Two distinct head-tail interfaces cooperate to suppress activation of vinculin by talin

Vinculin is autoinhibited by an intramolecular interaction that masks binding sites for talin and F-actin. Although a recent structural model explains autoinhibition solely in terms of the interaction between vinculin tail (V-t) and residues 1 - 258 (D1), we find an absolute requirement for an interface involving the D4 domain of head (V-h residues 710 - 836) and V-t.

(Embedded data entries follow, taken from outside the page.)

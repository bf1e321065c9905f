//! Finding records.

use serde::{Deserialize, Serialize};

use fieldbook_common::{EntityId, Timestamp};

/// How urgent a finding is.
#[derive(Debug, Clone, Copy, Default, PartialEq, Eq, Serialize, Deserialize)]
#[serde(rename_all = "lowercase")]
pub enum Severity {
    #[default]
    Low,
    Medium,
    High,
    Critical,
}

/// An observation recorded against a structure.
#[derive(Debug, Clone, PartialEq, Serialize, Deserialize)]
#[serde(rename_all = "camelCase")]
pub struct Finding {
    pub id: EntityId,
    pub structure_id: EntityId,
    pub title: String,
    #[serde(default)]
    pub description: String,
    #[serde(default)]
    pub severity: Severity,
    pub updated_at: Timestamp,
    #[serde(default)]
    pub deleted_at: Option<Timestamp>,
}

impl Finding {
    /// Create a new, not yet stamped finding.
    pub fn new(structure_id: EntityId, title: impl Into<String>) -> Self {
        Self {
            id: EntityId::generate(),
            structure_id,
            title: title.into(),
            description: String::new(),
            severity: Severity::default(),
            updated_at: Timestamp::ZERO,
            deleted_at: None,
        }
    }

    /// Set the severity.
    pub fn with_severity(mut self, severity: Severity) -> Self {
        self.severity = severity;
        self
    }
}

crate::impl_entity!(Finding, "findings", parent = "structures", structure_id);

#[cfg(test)]
mod tests {
    use super::*;
    use fieldbook_common::Entity;

    #[test]
    fn test_parent_is_structure() {
        let structure_id = EntityId::from("s1");
        let finding = Finding::new(structure_id.clone(), "Spalling").with_severity(Severity::High);
        assert_eq!(finding.parent_id(), Some(&structure_id));

        let json = serde_json::to_value(&finding).unwrap();
        assert_eq!(json["severity"], "high");
        assert_eq!(json["structureId"], "s1");
    }
}
//! Project records.

use serde::{Deserialize, Serialize};

use fieldbook_common::{EntityId, Timestamp};

/// A body of work for one client.
#[derive(Debug, Clone, PartialEq, Serialize, Deserialize)]
#[serde(rename_all = "camelCase")]
pub struct Project {
    pub id: EntityId,
    pub client_id: EntityId,
    pub name: String,
    #[serde(default)]
    pub address: Option<String>,
    pub updated_at: Timestamp,
    #[serde(default)]
    pub deleted_at: Option<Timestamp>,
}

impl Project {
    /// Create a new, not yet stamped project.
    pub fn new(client_id: EntityId, name: impl Into<String>) -> Self {
        Self {
            id: EntityId::generate(),
            client_id,
            name: name.into(),
            address: None,
            updated_at: Timestamp::ZERO,
            deleted_at: None,
        }
    }
}

crate::impl_entity!(Project, "projects", parent = "clients", client_id);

Charge-to-alanine mutations in V-t revealed a class of mutants, T12 and T19, distal to the V-(1-258) binding site, which showed increases in their K-d values for head binding of 100- and 42-fold, respectively. Reciprocal mutation of residues in the D4 domain that contact V-t yielded a head-tail interaction mutant of comparable magnitude to T19. These findings account for the approximately 120-fold difference in K-d values between V-t binding to V-( 1 - 258), as opposed to full-length V-h-( 1 - 851). The significance of a bipartite autoinhibitory site is evidenced by its effects on talin binding to V-h. Whereas V-t fails to compete with the talin rod domain for binding to V-( 1 - 258), competition occurs readily with full-length V-h, and this requires the D4 interface. Moreover in intact vinculin, mutations in the D4-V-t interface stabilize association of vinculin and talin rod. In cells, these head-tail interaction mutants induce hypertrophy and elongation of focal adhesions. Definition of a second autoinhibitory site, the D4-V-t interface, supports the competing model of vinculin activation that invokes cooperative action of ligands at two sites. Together the D1-V-t and D4-V-t interfaces provide the high affinity ( similar to 10(-9)) autoinhibition observed in full-length vinculin.